//! The validated delivery request that drives one transfer task.

use serde::{Deserialize, Serialize};

use crate::{Error, Result};

/// A delivery notice parsed and validated upstream.
///
/// Carries the credentials and remote path the transfer needs, plus the
/// delivery metadata the vendor quotes in its notification (kept verbatim
/// for display, never interpreted).
#[derive(Debug, Clone, Serialize, Deserialize)]
pub struct DeliveryRequest {
    /// Remote data path, e.g. `oss://CP.../X101SC.../`.
    pub remote_path: String,
    /// Delivery account name.
    pub account: String,
    /// Delivery password.
    pub secret: String,
    /// Date the data was released.
    #[serde(default)]
    pub release_date: String,
    /// Date the delivery expires on the vendor side.
    #[serde(default)]
    pub expire_date: String,
    /// Total delivery size as quoted by the vendor.
    #[serde(default)]
    pub total_size: String,
    /// Number of samples in the delivery.
    #[serde(default)]
    pub sample_count: String,
    /// Comma-separated sample names.
    #[serde(default)]
    pub sample_names: String,
}

impl DeliveryRequest {
    /// Create a request from the three required fields.
    pub fn new(
        remote_path: impl Into<String>,
        account: impl Into<String>,
        secret: impl Into<String>,
    ) -> Self {
        Self {
            remote_path: remote_path.into(),
            account: account.into(),
            secret: secret.into(),
            release_date: String::new(),
            expire_date: String::new(),
            total_size: String::new(),
            sample_count: String::new(),
            sample_names: String::new(),
        }
    }

    /// Structural validation of the required fields.
    pub fn validate(&self) -> Result<()> {
        if self.remote_path.trim().is_empty() {
            return Err(Error::validation("remote path is required"));
        }
        if self.account.trim().is_empty() {
            return Err(Error::validation("account is required"));
        }
        if self.secret.is_empty() {
            return Err(Error::validation("secret is required"));
        }
        Ok(())
    }
}

#[cfg(test)]
mod tests {
    use super::*;

    #[test]
    fn test_validate_accepts_complete_request() {
        let request = DeliveryRequest::new("oss://CP1/X1-Z01/", "X1-Z01-J1", "pw");
        assert!(request.validate().is_ok());
    }

    #[test]
    fn test_validate_rejects_missing_fields() {
        assert!(DeliveryRequest::new("", "acct", "pw").validate().is_err());
        assert!(
            DeliveryRequest::new("oss://CP1/", " ", "pw")
                .validate()
                .is_err()
        );
        assert!(
            DeliveryRequest::new("oss://CP1/", "acct", "")
                .validate()
                .is_err()
        );
    }

    #[test]
    fn test_deserialize_defaults_metadata() {
        let request: DeliveryRequest = serde_json::from_str(
            r#"{"remote_path": "oss://CP1/", "account": "acct", "secret": "pw"}"#,
        )
        .unwrap();
        assert!(request.release_date.is_empty());
        assert!(request.sample_names.is_empty());
    }
}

## TASK GOAL
Your job is to set down the whole listing a second time, exactly.

## TASK ANSWER
//! The validated delivery request that drives one transfer task.

use serde::{Deserialize, Serialize};

use crate::{Error, Result};

/// A delivery notice parsed and validated upstream.
///
/// Carries the credentials and remote path the transfer needs, plus the
/// delivery metadata the vendor quotes in its notification (kept verbatim
/// for display, never interpreted).
#[derive(Debug, Clone, Serialize, Deserialize)]
pub struct DeliveryRequest {
    /// Remote data path, e.g. `oss://CP.../X101SC.../`.
    pub remote_path: String,
    /// Delivery account name.
    pub account: String,
    /// Delivery password.
    pub secret: String,
    /// Date the data was released.
    #[serde(default)]
    pub release_date: String,
    /// Date the delivery expires on the vendor side.
    #[serde(default)]
    pub expire_date: String,
    /// Total delivery size as quoted by the vendor.
    #[serde(default)]
    pub total_size: String,
    /// Number of samples in the delivery.
    #[serde(default)]
    pub sample_count: String,
    /// Comma-separated sample names.
    #[serde(default)]
    pub sample_names: String,
}

impl DeliveryRequest {
    /// Create a request from the three required fields.
    pub fn new(
        remote_path: impl Into<String>,
        account: impl Into<String>,
        secret: impl Into<String>,
    ) -> Self {
        Self {
            remote_path: remote_path.into(),
            account: account.into(),
            secret: secret.into(),
            release_date: String::new(),
            expire_date: String::new(),
            total_size: String::new(),
            sample_count: String::new(),
            sample_names: String::new(),
        }
    }

    /// Structural validation of the required fields.
    pub fn validate(&self) -> Result<()> {
        if self.remote_path.trim().is_empty() {
            return Err(Error::validation("remote path is required"));
        }
        if self.account.trim().is_empty() {
            return Err(Error::validation("account is required"));
        }
        if self.secret.is_empty() {
            return Err(Error::validation("secret is required"));
        }
        Ok(())
    }
}

#[cfg(test)]
mod tests {
    use super::*;

    #[test]
    fn test_validate_accepts_complete_request() {
        let request = DeliveryRequest::new("oss://CP1/X1-Z01/", "X1-Z01-J1", "pw");
        assert!(request.validate().is_ok());
    }

    #[test]
    fn test_validate_rejects_missing_fields() {
        assert!(DeliveryRequest::new("", "acct", "pw").validate().is_err());
        assert!(
            DeliveryRequest::new("oss://CP1/", " ", "pw")
                .validate()
                .is_err()
        );
        assert!(
            DeliveryRequest::new("oss://CP1/", "acct", "")
                .validate()
                .is_err()
        );
    }

    #[test]
    fn test_deserialize_defaults_metadata() {
        let request: DeliveryRequest = serde_json::from_str(
            r#"{"remote_path": "oss://CP1/", "account": "acct", "secret": "pw"}"#,
        )
        .unwrap();
        assert!(request.release_date.is_empty());
        assert!(request.sample_names.is_empty());
    }
}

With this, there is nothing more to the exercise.